**Problem to solve**
Below are some records. Print exactly the lines between the one holding "pub mod conform;" and the one holding "pub use report::RunReport;", inclusive, and nothing else.
=== Information given ===
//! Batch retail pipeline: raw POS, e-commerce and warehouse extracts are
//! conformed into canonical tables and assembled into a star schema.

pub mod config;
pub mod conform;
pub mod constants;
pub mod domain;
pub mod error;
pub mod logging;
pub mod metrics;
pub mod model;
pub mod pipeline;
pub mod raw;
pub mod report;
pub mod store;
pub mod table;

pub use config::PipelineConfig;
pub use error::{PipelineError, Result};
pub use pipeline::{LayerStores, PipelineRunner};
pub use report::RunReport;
===
=== Information given ===
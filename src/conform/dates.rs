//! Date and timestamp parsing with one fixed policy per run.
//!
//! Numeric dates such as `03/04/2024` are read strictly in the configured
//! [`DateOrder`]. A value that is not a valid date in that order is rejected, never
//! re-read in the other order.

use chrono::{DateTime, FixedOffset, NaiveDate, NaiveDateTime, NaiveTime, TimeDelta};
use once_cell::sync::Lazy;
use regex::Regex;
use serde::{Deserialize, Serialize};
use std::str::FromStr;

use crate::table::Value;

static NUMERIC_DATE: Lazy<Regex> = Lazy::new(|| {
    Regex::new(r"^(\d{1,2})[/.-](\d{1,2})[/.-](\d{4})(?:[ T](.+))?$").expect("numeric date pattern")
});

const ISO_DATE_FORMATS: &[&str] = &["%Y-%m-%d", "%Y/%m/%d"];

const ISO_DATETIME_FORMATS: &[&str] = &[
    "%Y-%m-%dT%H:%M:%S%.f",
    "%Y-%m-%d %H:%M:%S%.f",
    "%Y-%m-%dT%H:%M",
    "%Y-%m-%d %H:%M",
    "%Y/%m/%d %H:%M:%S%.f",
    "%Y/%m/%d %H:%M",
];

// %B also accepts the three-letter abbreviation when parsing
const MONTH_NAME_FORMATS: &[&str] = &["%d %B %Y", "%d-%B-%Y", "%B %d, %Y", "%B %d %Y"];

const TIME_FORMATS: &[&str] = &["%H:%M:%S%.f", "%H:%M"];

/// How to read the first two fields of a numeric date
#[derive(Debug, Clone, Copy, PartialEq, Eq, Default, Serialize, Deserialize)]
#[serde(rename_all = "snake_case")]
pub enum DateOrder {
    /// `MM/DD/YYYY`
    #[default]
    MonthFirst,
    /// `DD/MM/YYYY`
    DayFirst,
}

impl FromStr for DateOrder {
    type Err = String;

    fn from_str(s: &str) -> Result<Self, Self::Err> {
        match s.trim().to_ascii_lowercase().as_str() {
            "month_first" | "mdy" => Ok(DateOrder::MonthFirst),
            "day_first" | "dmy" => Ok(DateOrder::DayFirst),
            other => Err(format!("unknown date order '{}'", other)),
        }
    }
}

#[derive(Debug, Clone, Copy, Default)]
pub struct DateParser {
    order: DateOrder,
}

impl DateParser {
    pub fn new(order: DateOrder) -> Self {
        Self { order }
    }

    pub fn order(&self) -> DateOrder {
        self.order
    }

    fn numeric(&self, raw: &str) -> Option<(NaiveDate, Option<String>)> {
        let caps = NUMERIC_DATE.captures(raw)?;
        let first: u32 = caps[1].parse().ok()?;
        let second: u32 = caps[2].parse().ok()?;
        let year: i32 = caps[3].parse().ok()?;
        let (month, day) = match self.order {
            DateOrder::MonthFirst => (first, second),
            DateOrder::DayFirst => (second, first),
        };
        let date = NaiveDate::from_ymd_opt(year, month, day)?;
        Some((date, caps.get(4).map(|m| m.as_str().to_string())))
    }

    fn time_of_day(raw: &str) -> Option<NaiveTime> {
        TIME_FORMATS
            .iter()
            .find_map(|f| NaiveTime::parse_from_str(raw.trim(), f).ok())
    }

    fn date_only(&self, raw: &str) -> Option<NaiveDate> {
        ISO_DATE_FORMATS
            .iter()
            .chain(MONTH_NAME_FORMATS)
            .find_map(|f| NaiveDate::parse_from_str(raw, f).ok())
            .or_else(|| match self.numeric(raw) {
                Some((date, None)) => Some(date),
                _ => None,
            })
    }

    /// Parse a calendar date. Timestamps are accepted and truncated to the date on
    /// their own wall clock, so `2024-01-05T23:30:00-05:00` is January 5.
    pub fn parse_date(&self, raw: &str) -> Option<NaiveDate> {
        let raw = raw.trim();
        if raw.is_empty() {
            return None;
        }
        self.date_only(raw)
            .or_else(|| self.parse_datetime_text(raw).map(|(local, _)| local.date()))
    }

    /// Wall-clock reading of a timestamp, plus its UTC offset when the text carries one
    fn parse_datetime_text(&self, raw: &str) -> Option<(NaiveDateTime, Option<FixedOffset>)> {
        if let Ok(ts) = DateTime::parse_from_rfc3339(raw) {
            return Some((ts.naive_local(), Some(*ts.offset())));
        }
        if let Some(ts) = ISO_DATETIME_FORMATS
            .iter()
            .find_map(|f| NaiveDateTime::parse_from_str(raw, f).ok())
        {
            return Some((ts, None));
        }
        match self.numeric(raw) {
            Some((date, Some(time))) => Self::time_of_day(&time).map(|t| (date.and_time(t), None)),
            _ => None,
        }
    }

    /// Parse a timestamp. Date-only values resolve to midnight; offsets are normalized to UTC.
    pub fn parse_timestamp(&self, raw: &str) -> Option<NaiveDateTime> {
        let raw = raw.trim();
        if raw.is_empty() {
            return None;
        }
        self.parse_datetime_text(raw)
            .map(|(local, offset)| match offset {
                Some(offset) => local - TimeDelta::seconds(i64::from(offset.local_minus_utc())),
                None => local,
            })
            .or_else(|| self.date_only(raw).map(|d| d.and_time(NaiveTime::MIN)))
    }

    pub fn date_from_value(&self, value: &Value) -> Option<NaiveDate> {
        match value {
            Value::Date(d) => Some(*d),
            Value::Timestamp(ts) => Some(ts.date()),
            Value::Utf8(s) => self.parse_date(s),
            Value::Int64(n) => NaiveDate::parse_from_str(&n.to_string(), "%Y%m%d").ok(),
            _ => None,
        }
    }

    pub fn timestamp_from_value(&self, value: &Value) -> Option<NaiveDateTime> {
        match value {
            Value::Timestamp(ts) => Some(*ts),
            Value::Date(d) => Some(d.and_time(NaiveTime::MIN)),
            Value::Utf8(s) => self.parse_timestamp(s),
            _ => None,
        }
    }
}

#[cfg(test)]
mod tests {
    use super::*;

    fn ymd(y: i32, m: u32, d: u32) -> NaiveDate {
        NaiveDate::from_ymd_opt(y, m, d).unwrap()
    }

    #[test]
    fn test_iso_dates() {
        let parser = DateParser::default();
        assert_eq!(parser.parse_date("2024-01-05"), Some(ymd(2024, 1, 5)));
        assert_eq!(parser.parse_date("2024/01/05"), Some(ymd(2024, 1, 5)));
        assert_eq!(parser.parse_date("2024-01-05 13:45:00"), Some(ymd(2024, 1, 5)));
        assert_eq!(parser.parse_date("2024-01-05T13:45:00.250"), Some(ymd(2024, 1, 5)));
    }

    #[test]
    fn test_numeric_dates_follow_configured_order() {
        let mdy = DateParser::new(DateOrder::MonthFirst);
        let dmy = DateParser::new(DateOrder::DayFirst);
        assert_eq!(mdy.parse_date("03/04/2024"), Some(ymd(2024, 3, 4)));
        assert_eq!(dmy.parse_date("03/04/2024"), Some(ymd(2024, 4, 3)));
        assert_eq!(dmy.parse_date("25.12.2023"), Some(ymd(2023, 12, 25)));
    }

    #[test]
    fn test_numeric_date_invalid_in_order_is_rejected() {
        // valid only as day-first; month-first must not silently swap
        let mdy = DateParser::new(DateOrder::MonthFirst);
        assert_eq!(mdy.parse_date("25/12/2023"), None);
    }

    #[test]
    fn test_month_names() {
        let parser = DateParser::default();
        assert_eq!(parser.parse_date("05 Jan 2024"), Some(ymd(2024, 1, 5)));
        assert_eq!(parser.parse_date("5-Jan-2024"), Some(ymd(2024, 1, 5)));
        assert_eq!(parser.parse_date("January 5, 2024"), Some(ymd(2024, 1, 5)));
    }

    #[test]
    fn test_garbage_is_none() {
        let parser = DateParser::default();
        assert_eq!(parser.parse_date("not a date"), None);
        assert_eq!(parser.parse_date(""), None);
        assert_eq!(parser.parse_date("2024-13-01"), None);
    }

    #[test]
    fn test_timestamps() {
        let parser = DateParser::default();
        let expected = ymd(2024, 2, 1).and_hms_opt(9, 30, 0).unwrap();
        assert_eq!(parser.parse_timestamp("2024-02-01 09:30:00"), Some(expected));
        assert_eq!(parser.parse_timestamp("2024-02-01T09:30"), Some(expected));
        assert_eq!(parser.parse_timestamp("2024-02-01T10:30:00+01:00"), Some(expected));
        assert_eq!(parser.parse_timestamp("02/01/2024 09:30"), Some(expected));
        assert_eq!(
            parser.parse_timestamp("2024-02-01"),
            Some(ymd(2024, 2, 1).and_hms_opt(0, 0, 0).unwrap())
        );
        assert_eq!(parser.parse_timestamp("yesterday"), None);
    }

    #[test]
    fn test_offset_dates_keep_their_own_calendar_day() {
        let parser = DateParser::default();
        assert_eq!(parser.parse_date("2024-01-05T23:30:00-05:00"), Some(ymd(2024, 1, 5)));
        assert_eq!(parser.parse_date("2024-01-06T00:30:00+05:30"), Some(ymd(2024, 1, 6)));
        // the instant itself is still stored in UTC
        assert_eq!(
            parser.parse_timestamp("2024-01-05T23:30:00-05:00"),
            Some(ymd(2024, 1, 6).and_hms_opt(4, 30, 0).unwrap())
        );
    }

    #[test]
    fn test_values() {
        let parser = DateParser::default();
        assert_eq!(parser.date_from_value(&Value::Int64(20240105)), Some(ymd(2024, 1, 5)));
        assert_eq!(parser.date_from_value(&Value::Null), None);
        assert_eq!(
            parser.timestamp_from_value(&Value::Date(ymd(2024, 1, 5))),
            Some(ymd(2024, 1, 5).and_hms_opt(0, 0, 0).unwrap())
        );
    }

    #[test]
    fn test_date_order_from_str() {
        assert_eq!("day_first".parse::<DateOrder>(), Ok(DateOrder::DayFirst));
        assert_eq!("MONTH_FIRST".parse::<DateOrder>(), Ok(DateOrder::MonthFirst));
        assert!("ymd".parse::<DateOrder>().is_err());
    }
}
===
**Result for this exercise**
pub mod conform;
pub mod constants;
pub mod domain;
pub mod error;
pub mod logging;
pub mod metrics;
pub mod model;
pub mod pipeline;
pub mod raw;
pub mod report;
pub mod store;
pub mod table;

pub use config::PipelineConfig;
pub use error::{PipelineError, Result};
pub use pipeline::{LayerStores, PipelineRunner};
pub use report::RunReport;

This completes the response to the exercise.